*Try it*. If a line in the listing below contains "loop", return that line.
★ ★ ★ ★
//! Account domain entity

use chrono::{DateTime, Utc};

/// Role attached to every account
#[derive(Debug, Clone, Copy, PartialEq, Eq, Hash)]
pub enum AccountRole {
    Admin,
    Staff,
    Customer,
}

impl AccountRole {
    pub fn as_str(&self) -> &'static str {
        match self {
            Self::Admin => "admin",
            Self::Staff => "staff",
            Self::Customer => "customer",
        }
    }

    /// Unknown values fall back to the least privileged role.
    pub fn from_str(s: &str) -> Self {
        match s.to_ascii_lowercase().as_str() {
            "admin" => Self::Admin,
            "staff" => Self::Staff,
            _ => Self::Customer,
        }
    }

    pub fn is_staff(&self) -> bool {
        matches!(self, Self::Admin | Self::Staff)
    }
}

impl std::fmt::Display for AccountRole {
    fn fmt(&self, f: &mut std::fmt::Formatter<'_>) -> std::fmt::Result {
        write!(f, "{}", self.as_str())
    }
}

/// Login identity
#[derive(Debug, Clone)]
pub struct Account {
    /// UUID string
    pub id: String,
    pub username: String,
    pub email: Option<String>,
    pub password_hash: String,
    pub role: AccountRole,
    pub is_active: bool,
    pub created_at: DateTime<Utc>,
    pub updated_at: DateTime<Utc>,
    pub last_login_at: Option<DateTime<Utc>>,
}

impl Account {
    pub fn is_staff(&self) -> bool {
        self.role.is_staff()
    }

    pub fn actor(&self) -> Actor {
        Actor {
            account_id: self.id.clone(),
            username: self.username.clone(),
            role: self.role,
        }
    }
}

/// The authenticated caller of an application operation.
#[derive(Debug, Clone, PartialEq, Eq)]
pub struct Actor {
    pub account_id: String,
    pub username: String,
    pub role: AccountRole,
}

impl Actor {
    pub fn is_staff(&self) -> bool {
        self.role.is_staff()
    }

    pub fn require_staff(&self) -> crate::domain::DomainResult<()> {
        if self.is_staff() {
            Ok(())
        } else {
            Err(crate::domain::DomainError::Forbidden(
                "Staff privileges required".to_string(),
            ))
        }
    }
}

/// Input for creating an account
#[derive(Debug, Clone)]
pub struct NewAccount {
    pub username: String,
    pub email: Option<String>,
    pub password_hash: String,
    pub role: AccountRole,
}

#[cfg(test)]
mod tests {
    use super::*;

    #[test]
    fn staff_roles() {
        assert!(AccountRole::Admin.is_staff());
        assert!(AccountRole::Staff.is_staff());
        assert!(!AccountRole::Customer.is_staff());
    }

    #[test]
    fn unknown_role_is_customer() {
        assert_eq!(AccountRole::from_str("Root"), AccountRole::Customer);
        assert_eq!(AccountRole::from_str("ADMIN"), AccountRole::Admin);
    }

    #[test]
    fn customer_actor_is_forbidden_staff_actions() {
        let actor = Actor {
            account_id: "a-1".into(),
            username: "sam".into(),
            role: AccountRole::Customer,
        };
        assert!(matches!(
            actor.require_staff(),
            Err(crate::domain::DomainError::Forbidden(_))
        ));
    }
}
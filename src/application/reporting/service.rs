//! Reporting service
//!
//! Aggregations are done in memory over the rows a report needs.

use std::collections::HashMap;
use std::sync::Arc;

use chrono::{DateTime, Datelike, Month, NaiveDate, Utc};
use rust_decimal::Decimal;
use serde::Serialize;
use utoipa::ToSchema;

use crate::domain::account::Actor;
use crate::domain::booking::{Booking, BookingReportFilter, BookingStatus};
use crate::domain::{DomainError, DomainResult, RepositoryProvider};

#[derive(Debug, Clone, Serialize, ToSchema, PartialEq, Eq)]
pub struct StatusCount {
    pub status: String,
    pub count: u64,
}

#[derive(Debug, Clone, Serialize, ToSchema)]
pub struct DashboardSummary {
    pub total_bookings: u64,
    pub total_revenue: Decimal,
    pub bookings_by_status: Vec<StatusCount>,
    pub total_customers: u64,
    pub total_vehicles: u64,
    pub user_name: String,
}

#[derive(Debug, Clone, Serialize, ToSchema)]
pub struct BookingReportRow {
    pub id: i32,
    pub customer: String,
    pub vehicle: String,
    pub start_date: NaiveDate,
    pub end_date: NaiveDate,
    pub total_price: Decimal,
    pub status: String,
    pub payment_method: String,
}

#[derive(Debug, Clone, Serialize, ToSchema)]
pub struct BookingsReport {
    pub bookings: Vec<BookingReportRow>,
    pub total_bookings: u64,
    pub total_revenue: Decimal,
    pub bookings_by_status: Vec<StatusCount>,
    pub start_date: Option<NaiveDate>,
    pub end_date: Option<NaiveDate>,
    pub status: Option<String>,
    pub generated_at: DateTime<Utc>,
}

#[derive(Debug, Clone, Serialize, ToSchema)]
pub struct VehicleUtilization {
    pub vehicle_id: i32,
    pub vehicle: String,
    pub booked_days: i64,
    pub total_days: i64,
    /// Percentage rounded to one decimal
    pub utilization: f64,
}

#[derive(Debug, Clone, Serialize, ToSchema)]
pub struct UtilizationReport {
    pub month: String,
    pub year: i32,
    pub vehicles: Vec<VehicleUtilization>,
    pub generated_at: DateTime<Utc>,
}

#[derive(Debug, Clone, Serialize, ToSchema, PartialEq, Eq)]
pub struct MonthlyRevenue {
    pub month: String,
    pub revenue: Decimal,
}

pub struct ReportService {
    repos: Arc<dyn RepositoryProvider>,
}

impl ReportService {
    pub fn new(repos: Arc<dyn RepositoryProvider>) -> Self {
        Self { repos }
    }

    /// Booking figures honour `filter`; customer and vehicle totals never do.
    pub async fn dashboard(
        &self,
        actor: &Actor,
        filter: BookingReportFilter,
    ) -> DomainResult<DashboardSummary> {
        actor.require_staff()?;

        let rows = self.repos.bookings().find_details(&filter).await?;
        let bookings: Vec<&Booking> = rows.iter().map(|r| &r.booking).collect();

        Ok(DashboardSummary {
            total_bookings: bookings.len() as u64,
            total_revenue: total_revenue(bookings.iter().copied()),
            bookings_by_status: count_by_status(bookings.iter().copied()),
            total_customers: self.repos.customers().count().await?,
            total_vehicles: self.repos.vehicles().count().await?,
            user_name: actor.username.clone(),
        })
    }

    pub async fn bookings(
        &self,
        actor: &Actor,
        filter: BookingReportFilter,
    ) -> DomainResult<BookingsReport> {
        actor.require_staff()?;

        let rows = self.repos.bookings().find_details(&filter).await?;
        let bookings: Vec<&Booking> = rows.iter().map(|r| &r.booking).collect();
        let total_revenue = total_revenue(bookings.iter().copied());
        let bookings_by_status = count_by_status(bookings.iter().copied());

        let report_rows = rows
            .iter()
            .map(|r| BookingReportRow {
                id: r.booking.id,
                customer: r.customer_username.clone(),
                vehicle: r.vehicle_label.clone(),
                start_date: r.booking.start_date,
                end_date: r.booking.end_date,
                total_price: r.booking.total_price,
                status: r.booking.status.label().to_string(),
                payment_method: r.booking.payment_method.as_str().to_string(),
            })
            .collect::<Vec<_>>();

        Ok(BookingsReport {
            total_bookings: report_rows.len() as u64,
            bookings: report_rows,
            total_revenue,
            bookings_by_status,
            start_date: filter.start_from,
            end_date: filter.end_until,
            status: filter.status.map(|s| s.label().to_string()),
            generated_at: Utc::now(),
        })
    }

    /// Booked days per vehicle for bookings that start within the month.
    pub async fn vehicle_utilization(
        &self,
        actor: &Actor,
        year: i32,
        month: u32,
    ) -> DomainResult<UtilizationReport> {
        actor.require_staff()?;

        let (first, last) = month_bounds(year, month)?;
        let total_days = (last - first).num_days() + 1;

        let bookings = self
            .repos
            .bookings()
            .find_starting_between(first, last)
            .await?;

        let mut booked: HashMap<i32, i64> = HashMap::new();
        for b in &bookings {
            *booked.entry(b.vehicle_id).or_default() += b.range().days();
        }

        let vehicles = self
            .repos
            .vehicles()
            .find_all()
            .await?
            .into_iter()
            .map(|v| {
                let booked_days = booked.get(&v.id).copied().unwrap_or(0);
                VehicleUtilization {
                    vehicle_id: v.id,
                    vehicle: v.label(),
                    booked_days,
                    total_days,
                    utilization: utilization_percent(booked_days, total_days),
                }
            })
            .collect();

        Ok(UtilizationReport {
            month: month_name(month)?,
            year,
            vehicles,
            generated_at: Utc::now(),
        })
    }

    /// Revenue of bookings starting in each month of `year`, January first.
    pub async fn monthly_revenue(&self, actor: &Actor, year: i32) -> DomainResult<Vec<MonthlyRevenue>> {
        actor.require_staff()?;

        let (first, _) = month_bounds(year, 1)?;
        let (_, last) = month_bounds(year, 12)?;
        let bookings = self
            .repos
            .bookings()
            .find_starting_between(first, last)
            .await?;

        let mut per_month = [Decimal::ZERO; 12];
        for b in &bookings {
            per_month[b.start_date.month0() as usize] += b.total_price;
        }

        (1..=12u32)
            .zip(per_month)
            .map(|(m, revenue)| {
                Ok(MonthlyRevenue {
                    month: month_name(m)?,
                    revenue,
                })
            })
            .collect()
    }
}

// ── Aggregation helpers ─────────────────────────────────────────

fn total_revenue<'a>(bookings: impl Iterator<Item = &'a Booking>) -> Decimal {
    bookings.map(|b| b.total_price).sum()
}

/// Counts for every status, zero included, in lifecycle order.
fn count_by_status<'a>(bookings: impl Iterator<Item = &'a Booking>) -> Vec<StatusCount> {
    let mut counts: HashMap<BookingStatus, u64> = HashMap::new();
    for b in bookings {
        *counts.entry(b.status).or_default() += 1;
    }

    BookingStatus::ALL
        .iter()
        .map(|s| StatusCount {
            status: s.label().to_string(),
            count: counts.get(s).copied().unwrap_or(0),
        })
        .collect()
}

fn utilization_percent(booked_days: i64, total_days: i64) -> f64 {
    if total_days <= 0 {
        return 0.0;
    }
    let pct = booked_days as f64 / total_days as f64 * 100.0;
    (pct * 10.0).round() / 10.0
}

fn month_bounds(year: i32, month: u32) -> DomainResult<(NaiveDate, NaiveDate)> {
    let invalid = || DomainError::Validation(format!("Invalid month: {}-{}", year, month));

    let first = NaiveDate::from_ymd_opt(year, month, 1).ok_or_else(invalid)?;
    let next = if month == 12 {
        NaiveDate::from_ymd_opt(year + 1, 1, 1)
    } else {
        NaiveDate::from_ymd_opt(year, month + 1, 1)
    }
    .ok_or_else(invalid)?;
    let last = next.pred_opt().ok_or_else(invalid)?;
    Ok((first, last))
}

fn month_name(month: u32) -> DomainResult<String> {
    u8::try_from(month)
        .ok()
        .and_then(|m| Month::try_from(m).ok())
        .map(|m| m.name().to_string())
        .ok_or_else(|| DomainError::Validation(format!("Invalid month: {}", month)))
}

// ── Tests ──────────────────────────────────────────────────────
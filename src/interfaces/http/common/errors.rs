//! Mapping from domain errors to HTTP responses

use axum::http::StatusCode;
use axum::Json;

use super::ApiResponse;
use crate::domain::DomainError;

/// Error half of every handler's `Result`
pub type ApiError = (StatusCode, Json<ApiResponse<()>>);

/// Handler result carrying the standard envelope
pub type ApiResult<T> = Result<Json<ApiResponse<T>>, ApiError>;

pub fn status_for(error: &DomainError) -> StatusCode {
    match error {
        DomainError::NotFound { .. } => StatusCode::NOT_FOUND,
        DomainError::Validation(_) => StatusCode::BAD_REQUEST,
        DomainError::Conflict(_) => StatusCode::CONFLICT,
        DomainError::Unauthorized(_) => StatusCode::UNAUTHORIZED,
        DomainError::Forbidden(_) => StatusCode::FORBIDDEN,
        DomainError::Database(_) => StatusCode::INTERNAL_SERVER_ERROR,
    }
}

pub fn error_response(error: DomainError) -> ApiError {
    let status = status_for(&error);
    if status.is_server_error() {
        tracing::error!(error = %error, "Request failed");
    } else {
        tracing::debug!(error = %error, "Request rejected");
    }
    (status, Json(ApiResponse::error(error.message())))
}

/// 400 with a message, for request values the domain never sees.
pub fn bad_request(message: impl Into<String>) -> ApiError {
    (StatusCode::BAD_REQUEST, Json(ApiResponse::error(message)))
}
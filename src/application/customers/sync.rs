//! Customer status synchronisation
//!
//! Pulls each customer's status from a [`CustomerStatusProvider`] and
//! stores it when it differs. Runs on demand for one customer, for all
//! customers, or periodically alongside the booking jobs.

use std::sync::Arc;

use tokio::task::JoinHandle;
use tokio::time::Duration;
use tracing::{debug, info, warn};

use crate::domain::customer::{Customer, CustomerFilter, CustomerStatusProvider};
use crate::domain::{DomainError, DomainResult, RepositoryProvider};
use crate::shared::shutdown::ShutdownSignal;
use crate::shared::PaginationParams;

const SYNC_PAGE_SIZE: u32 = 100;

async fn apply_status(
    repos: &dyn RepositoryProvider,
    provider: &dyn CustomerStatusProvider,
    customer: Customer,
) -> DomainResult<(Customer, bool)> {
    match provider.status_for(&customer).await? {
        Some(status) if status != customer.status => {
            let updated = repos.customers().set_status(customer.id, status).await?;
            debug!(customer_id = updated.id, status = %status, "Customer status synced");
            Ok((updated, true))
        }
        _ => Ok((customer, false)),
    }
}

pub async fn sync_customer_status(
    repos: &dyn RepositoryProvider,
    provider: &dyn CustomerStatusProvider,
    customer_id: i32,
) -> DomainResult<Customer> {
    let customer = repos
        .customers()
        .find_by_id(customer_id)
        .await?
        .ok_or_else(|| DomainError::not_found("Customer", "id", customer_id))?;

    let (customer, _) = apply_status(repos, provider, customer).await?;
    Ok(customer)
}

/// Syncs every customer; returns how many statuses changed.
pub async fn sync_customer_statuses(
    repos: &dyn RepositoryProvider,
    provider: &dyn CustomerStatusProvider,
) -> DomainResult<u64> {
    let mut changed = 0;
    let mut page = 1;

    loop {
        let batch = repos
            .customers()
            .list(
                CustomerFilter::default(),
                PaginationParams::new(Some(page), Some(SYNC_PAGE_SIZE)),
            )
            .await?;

        for customer in batch.items {
            if apply_status(repos, provider, customer).await?.1 {
                changed += 1;
            }
        }

        if page >= batch.total_pages {
            break;
        }
        page += 1;
    }

    if changed > 0 {
        info!(count = changed, "Customer statuses updated from provider");
        metrics::counter!("customer_statuses_synced_total").increment(changed);
    }
    Ok(changed)
}

/// Spawn the periodic sync; it stops when `shutdown` fires.
pub fn start_customer_status_sync(
    repos: Arc<dyn RepositoryProvider>,
    provider: Arc<dyn CustomerStatusProvider>,
    shutdown: ShutdownSignal,
    interval_secs: u64,
) -> JoinHandle<()> {
    let every = interval_secs.max(1);
    tokio::spawn(async move {
        info!(check_interval = every, "Customer status sync task started");
        let mut interval = tokio::time::interval(Duration::from_secs(every));

        loop {
            tokio::select! {
                _ = interval.tick() => {
                    if let Err(e) = sync_customer_statuses(repos.as_ref(), provider.as_ref()).await {
                        warn!(error = %e, "Customer status sync failed");
                    }
                }
                _ = shutdown.notified().wait() => break,
            }
        }

        info!("Customer status sync task stopped");
    })
}

#[cfg(test)]
mod tests {
    use std::collections::HashMap;
    use std::sync::Mutex;

    use async_trait::async_trait;

    use super::*;
    use crate::application::test_support::{customer, repos};
    use crate::domain::customer::CustomerStatus;

    /// Answers from a fixed table keyed by customer id.
    #[derive(Default)]
    struct TableProvider {
        statuses: Mutex<HashMap<i32, CustomerStatus>>,
    }

    impl TableProvider {
        fn set(&self, id: i32, status: CustomerStatus) {
            self.statuses.lock().unwrap().insert(id, status);
        }
    }

    #[async_trait]
    impl CustomerStatusProvider for TableProvider {
        async fn status_for(&self, customer: &Customer) -> DomainResult<Option<CustomerStatus>> {
            Ok(self.statuses.lock().unwrap().get(&customer.id).copied())
        }
    }

    #[tokio::test]
    async fn sync_all_updates_only_changed_statuses() {
        let repos = repos().await;
        let (_, lina) = customer(&repos, "lina", true).await;
        let (_, omar) = customer(&repos, "omar", true).await;
        let (_, sami) = customer(&repos, "sami", false).await;

        let provider = TableProvider::default();
        provider.set(lina.id, CustomerStatus::Verified);
        provider.set(omar.id, CustomerStatus::Blocked);
        provider.set(sami.id, sami.status);

        let changed = sync_customer_statuses(repos.as_ref(), &provider).await.unwrap();
        assert_eq!(changed, 2);

        let find = |id| {
            let repos = repos.clone();
            async move { repos.customers().find_by_id(id).await.unwrap().unwrap().status }
        };
        assert_eq!(find(lina.id).await, CustomerStatus::Verified);
        assert_eq!(find(omar.id).await, CustomerStatus::Blocked);
        assert_eq!(find(sami.id).await, CustomerStatus::Unverified);

        assert_eq!(sync_customer_statuses(repos.as_ref(), &provider).await.unwrap(), 0);
    }

    #[tokio::test]
    async fn sync_one_customer() {
        let repos = repos().await;
        let (_, lina) = customer(&repos, "lina", true).await;
        let provider = TableProvider::default();

        let untouched = sync_customer_status(repos.as_ref(), &provider, lina.id).await.unwrap();
        assert_eq!(untouched.status, CustomerStatus::Unverified);

        provider.set(lina.id, CustomerStatus::Verified);
        let synced = sync_customer_status(repos.as_ref(), &provider, lina.id).await.unwrap();
        assert_eq!(synced.status, CustomerStatus::Verified);

        assert!(matches!(
            sync_customer_status(repos.as_ref(), &provider, 9999).await,
            Err(DomainError::NotFound { .. })
        ));
    }

    #[tokio::test]
    async fn periodic_sync_runs_and_stops_on_shutdown() {
        let repos = repos().await;
        let (_, lina) = customer(&repos, "lina", true).await;
        let provider = Arc::new(TableProvider::default());
        provider.set(lina.id, CustomerStatus::Blocked);

        let shutdown = ShutdownSignal::new();
        let task = start_customer_status_sync(repos.clone(), provider, shutdown.clone(), 3600);

        tokio::time::sleep(Duration::from_millis(100)).await;
        assert!(!task.is_finished());

        shutdown.trigger();
        tokio::time::timeout(Duration::from_secs(5), task)
            .await
            .expect("sync loop did not stop after shutdown")
            .unwrap();

        let stored = repos.customers().find_by_id(lina.id).await.unwrap().unwrap();
        assert_eq!(stored.status, CustomerStatus::Blocked);
    }
}
//! Liveness and database reachability

use std::sync::Arc;
use std::time::Instant;

use axum::{extract::State, http::StatusCode, Json};
use sea_orm::{ConnectionTrait, DatabaseConnection, Statement};
use serde::Serialize;
use utoipa::ToSchema;

#[derive(Clone)]
pub struct HealthState {
    pub db: DatabaseConnection,
    pub started_at: Arc<Instant>,
}

#[derive(Debug, Serialize, ToSchema)]
pub struct HealthResponse {
    /// ok or degraded
    pub status: String,
    pub version: String,
    pub uptime_seconds: u64,
    pub database: ComponentHealth,
}

#[derive(Debug, Serialize, ToSchema)]
pub struct ComponentHealth {
    pub status: String,
    pub latency_ms: Option<u64>,
}

async fn ping(db: &DatabaseConnection) -> ComponentHealth {
    let started = Instant::now();
    let probe = Statement::from_string(db.get_database_backend(), "SELECT 1".to_string());
    match db.execute(probe).await {
        Ok(_) => ComponentHealth {
            status: "ok".to_string(),
            latency_ms: Some(started.elapsed().as_millis() as u64),
        },
        Err(e) => {
            tracing::warn!(error = %e, "Health check: database unreachable");
            ComponentHealth {
                status: "error".to_string(),
                latency_ms: None,
            }
        }
    }
}

#[utoipa::path(
    get,
    path = "/health",
    tag = "Health",
    responses(
        (status = 200, description = "Service is healthy", body = HealthResponse),
        (status = 503, description = "Database unreachable", body = HealthResponse)
    )
)]
pub async fn health_check(State(state): State<HealthState>) -> (StatusCode, Json<HealthResponse>) {
    let database = ping(&state.db).await;
    let healthy = database.status == "ok";

    let code = if healthy {
        StatusCode::OK
    } else {
        StatusCode::SERVICE_UNAVAILABLE
    };

    (
        code,
        Json(HealthResponse {
            status: if healthy { "ok" } else { "degraded" }.to_string(),
            version: env!("CARGO_PKG_VERSION").to_string(),
            uptime_seconds: state.started_at.elapsed().as_secs(),
            database,
        }),
    )
}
★ ★ ★ ★
*Output of the exercise*.
    loop {
        loop {
            .expect("sync loop did not stop after shutdown")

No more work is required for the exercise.